Product Announcements

A few cautionary notes about replication performance

This is part three of a set of blogs about the fantastic performance improvements found in vSphere Replication 5.5. Take a look at the prior two posts to understand what has changed and why it such a change by reading:

and

But now I do have a few warnings about all this improved vSphere Replication performance.  Why is this not unequivocally a great thing? Because you may run the risk of overloading certain systems with this.

Let’s look at the technical issues at hand

Let’s say you mass protect a few hundred VMs at the same time, what will happen?  Well first of all your hosts will get very busy calculating the initial full sync. They need to calculate the checksum of every disk both at the source *and* at the recovery target disk for all these VMs.  We cap the memory heap size and the number of IOPS, but this can still impose a pretty hefty burden on the CPUs of your hosts to do those calculations.

Once the blocks that need to be shipped are calculated, keep in mind you can have up to 10 VR Appliances at the recovery location, and that may be sending a LOT of blocks to those appliances if you are sending hundreds of VMs worth of changes at once.  The VR Appliances or hosts may get pegged trying to process all the blocks and to do the writes to disk.

VR Appliances will receive an incoming replication and then send that write to a host to write.  That write then becomes ‘sticky’ to that host unless there is a failure or a change.  The next VM replication may go to a different host and then mostly become ‘sticky’ there, and so forth.  But each VR Appliance is unaware of the others’ replications.  It’s possible you may end up with 10 appliances, all writing their replications to just a few hosts in the cluster!  A good practice is to only deploy as *few* appliances as you need to satisfy your replications.

What if, moreover, you only have one or a few target datastores to write to at the recovery location?  All of a sudden you have 10 VR Appliances all doing a lot of now very fast writes.  If you have one large datastore backed by only a few spindles, those disks can get very hot doing all these writes.

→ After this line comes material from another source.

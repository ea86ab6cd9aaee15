pub mod embedder;
pub mod embedding;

Moreover hostd needs to be protected against these scenarios.  When creating disks on the recovery site, VC talks to hostd to do this activity.  Hundreds of VMs needing to be created can add a lot of load to hostd.  VR and recovery actions also interact with hostd to do things like reconfiguring replication, changing properties, changing the RPO, and so forth.   Don’t forget that when you go to recover you may also be issuing a bunch of final syncs to the hosts as well!

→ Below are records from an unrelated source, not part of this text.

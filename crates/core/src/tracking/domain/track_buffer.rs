use std::collections::BTreeMap;
use std::time::{Duration, Instant};

use crate::identity::domain::identity::IdentityId;
use crate::shared::bounding_box::BoundingBox;
use crate::shared::category::Category;

use super::track::{MatchOutcome, Track, TrackId, TrackSample, TrackState};

#[derive(Clone, Debug, PartialEq)]
pub struct TrackBufferConfig {
    /// Outcomes kept per track.
    pub buffer_size: usize,
    /// How long a track must stay unknown before it may be registered.
    pub dwell: Duration,
    /// Tracks unseen for this long are dropped.
    pub idle_timeout: Duration,
    /// Minimum IoU to continue a track.
    pub iou_threshold: f64,
}

impl Default for TrackBufferConfig {
    fn default() -> Self {
        Self {
            buffer_size: 5,
            dwell: Duration::from_millis(1500),
            idle_timeout: Duration::from_secs(2),
            iou_threshold: 0.3,
        }
    }
}

/// Per-camera temporal smoothing of match outcomes.
///
/// Detections are tied to tracks purely by box overlap; each track keeps
/// a short history of outcomes and only changes state when that history
/// is convincing, so a single noisy frame never confirms or registers.
pub struct TrackBuffer {
    config: TrackBufferConfig,
    tracks: BTreeMap<TrackId, Track>,
    next_id: TrackId,
}

impl TrackBuffer {
    pub fn new(config: TrackBufferConfig) -> Self {
        Self {
            config: TrackBufferConfig {
                buffer_size: config.buffer_size.max(1),
                ..config
            },
            tracks: BTreeMap::new(),
            next_id: 1,
        }
    }

    pub fn config(&self) -> &TrackBufferConfig {
        &self.config
    }

    /// Greedy IoU association of this frame's detections with live tracks.
    ///
    /// Pairs are taken in descending IoU order; a track or detection is
    /// used at most once and only within the same category. Unmatched
    /// detections start new tracks. Returns one track id per detection.
    pub fn associate(
        &mut self,
        detections: &[(BoundingBox, Category)],
        now: Instant,
    ) -> Vec<TrackId> {
        let mut pairs: Vec<(f64, usize, TrackId)> = Vec::new();
        for (di, (bbox, category)) in detections.iter().enumerate() {
            for track in self.tracks.values() {
                if track.category != *category {
                    continue;
                }
                let iou = bbox.iou(&track.bbox);
                if iou >= self.config.iou_threshold {
                    pairs.push((iou, di, track.id));
                }
            }
        }
        pairs.sort_by(|a, b| {
            b.0.partial_cmp(&a.0)
                .unwrap_or(std::cmp::Ordering::Equal)
                .then(a.1.cmp(&b.1))
                .then(a.2.cmp(&b.2))
        });

        let mut assigned: Vec<Option<TrackId>> = vec![None; detections.len()];
        let mut taken: Vec<TrackId> = Vec::new();
        for (_, di, track_id) in pairs {
            if assigned[di].is_some() || taken.contains(&track_id) {
                continue;
            }
            assigned[di] = Some(track_id);
            taken.push(track_id);
        }

        assigned
            .into_iter()
            .zip(detections)
            .map(|(slot, (bbox, category))| match slot {
                Some(track_id) => {
                    if let Some(track) = self.tracks.get_mut(&track_id) {
                        track.bbox = *bbox;
                        track.last_seen = now;
                    }
                    track_id
                }
                None => {
                    let id = self.next_id;
                    self.next_id = self.next_id.wrapping_add(1).max(1);
                    self.tracks.insert(id, Track::new(id, *category, *bbox, now));
                    id
                }
            })
            .collect()
    }

    /// Appends an outcome and applies the observing transitions.
    ///
    /// Returns the new state when the track changed state.
    pub fn record(
        &mut self,
        track_id: TrackId,
        outcome: MatchOutcome,
        now: Instant,
    ) -> Option<TrackState> {
        let n = self.config.buffer_size;
        let dwell = self.config.dwell;
        let track = self.tracks.get_mut(&track_id)?;

        track.outcomes.push_back(outcome);
        while track.outcomes.len() > n {
            track.outcomes.pop_front();
        }
        match outcome {
            MatchOutcome::Unknown { .. } => {
                track.unknown_since.get_or_insert(now);
            }
            MatchOutcome::Known { .. } => track.unknown_since = None,
        }

        if track.state != TrackState::Observing {
            return None;
        }

        if let Some(identity_id) = majority_identity(track, n) {
            track.state = TrackState::ConfirmedKnown(identity_id);
            return Some(track.state);
        }

        let all_unknown = track.outcomes.len() == n
            && track
                .outcomes
                .iter()
                .all(|o| matches!(o, MatchOutcome::Unknown { .. }));
        let dwelled = track
            .unknown_since
            .is_some_and(|since| now.saturating_duration_since(since) >= dwell);
        if all_unknown && dwelled && !track.registered_once {
            track.state = TrackState::PendingRegistration;
            return Some(track.state);
        }
        None
    }

    /// Keeps the sample if it beats the track's current best by detector
    /// confidence.
    pub fn offer_sample(&mut self, track_id: TrackId, sample: TrackSample) {
        if let Some(track) = self.tracks.get_mut(&track_id) {
            let better = track
                .best_sample
                .as_ref()
                .map_or(true, |best| sample.confidence > best.confidence);
            if better {
                track.best_sample = Some(sample);
            }
        }
    }

    /// Tracks waiting for registration, in id order.
    pub fn pending(&self) -> Vec<TrackId> {
        self.tracks
            .values()
            .filter(|t| t.state == TrackState::PendingRegistration)
            .map(|t| t.id)
            .collect()
    }

    /// `pending_registration` → `registered`. Returns `false` if the track
    /// is gone, not pending, or was already registered once.
    pub fn mark_registered(&mut self, track_id: TrackId, identity_id: IdentityId) -> bool {
        match self.tracks.get_mut(&track_id) {
            Some(track)
                if track.state == TrackState::PendingRegistration && !track.registered_once =>
            {
                track.state = TrackState::Registered(identity_id);
                track.registered_once = true;
                true
            }
            _ => false,
        }
    }

    /// `pending_registration` → `confirmed_known`, when registration found
    /// the subject was already known.
    pub fn confirm_known(&mut self, track_id: TrackId, identity_id: IdentityId) -> bool {
        match self.tracks.get_mut(&track_id) {
            Some(track) if track.state == TrackState::PendingRegistration => {
                track.state = TrackState::ConfirmedKnown(identity_id);
                true
            }
            _ => false,
        }
    }

    /// Sends a pending track back to observing with an empty history, so
    /// a failed registration is retried only after another full dwell.
    pub fn reset(&mut self, track_id: TrackId) {
        if let Some(track) = self.tracks.get_mut(&track_id) {
            if track.state == TrackState::PendingRegistration {
                track.state = TrackState::Observing;
                track.outcomes.clear();
                track.unknown_since = None;
            }
        }
    }

    /// Removes tracks not seen within the idle timeout.
    pub fn expire(&mut self, now: Instant) -> Vec<Track> {
        let timeout = self.config.idle_timeout;
        let stale: Vec<TrackId> = self
            .tracks
            .values()
            .filter(|t| now.saturating_duration_since(t.last_seen) > timeout)
            .map(|t| t.id)
            .collect();
        stale
            .into_iter()
            .filter_map(|id| self.tracks.remove(&id))
            .collect()
    }

    pub fn get(&self, track_id: TrackId) -> Option<&Track> {
        self.tracks.get(&track_id)
    }

    pub fn len(&self) -> usize {
        self.tracks.len()
    }

    pub fn is_empty(&self) -> bool {
        self.tracks.is_empty()
    }

    pub fn clear(&mut self) {
        self.tracks.clear();
    }
}

/// The identity holding a strict majority of the buffer's capacity.
fn majority_identity(track: &Track, buffer_size: usize) -> Option<IdentityId> {
    let mut counts: BTreeMap<IdentityId, usize> = BTreeMap::new();
    for id in track.outcomes.iter().filter_map(MatchOutcome::identity_id) {
        *counts.entry(id).or_default() += 1;
    }
    counts
        .into_iter()
        .find(|(_, count)| count * 2 > buffer_size)
        .map(|(id, _)| id)
}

The behaviour you may see in this case is a bunch of timeouts, and possibly in extreme overload scenarios you may see some replications become disabled. In essence hostd has a queue of operations it can satisfy, and if we start overloading that queue with writes, with recoveries, with final syncs, with “ReloadVMFromPath” calls to hook the VMX up to the VMDK, etc. we are putting a lot of burden on the hosts.   If you are doing a whole lot of replications or even replication configuration actions as above you may see hostd or the disks, or any number of systems start to saturate, and you will see replications taking too long to complete, RPO violations, and timeouts.

There is no easy solution to this, other than limiting the number of actions vSphere Replication is doing at any one time.  It is dependent on so many factors, like number of VR Servers, number of hosts, number of datastores and disks, available bandwidth…  So as a best practice, try to minimize the number of replications you configure at one time to avoid a whole bunch of initial full syncs.

In sum, deploy as few appliances as possible for your replication, don’t just default to putting 10 in one datacenter!  The warning is mostly for scenarios where you have high bandwidth, low latency, small cluster size, with large datastores backed by only a few disks.  In these scenarios, since VR is so much faster than it used to be, you may find yourself saturating disks, hostd, or VR itself.  In that scenario, simply configure your replications in batches of 30 or less, and otherwise… enjoy the new performance!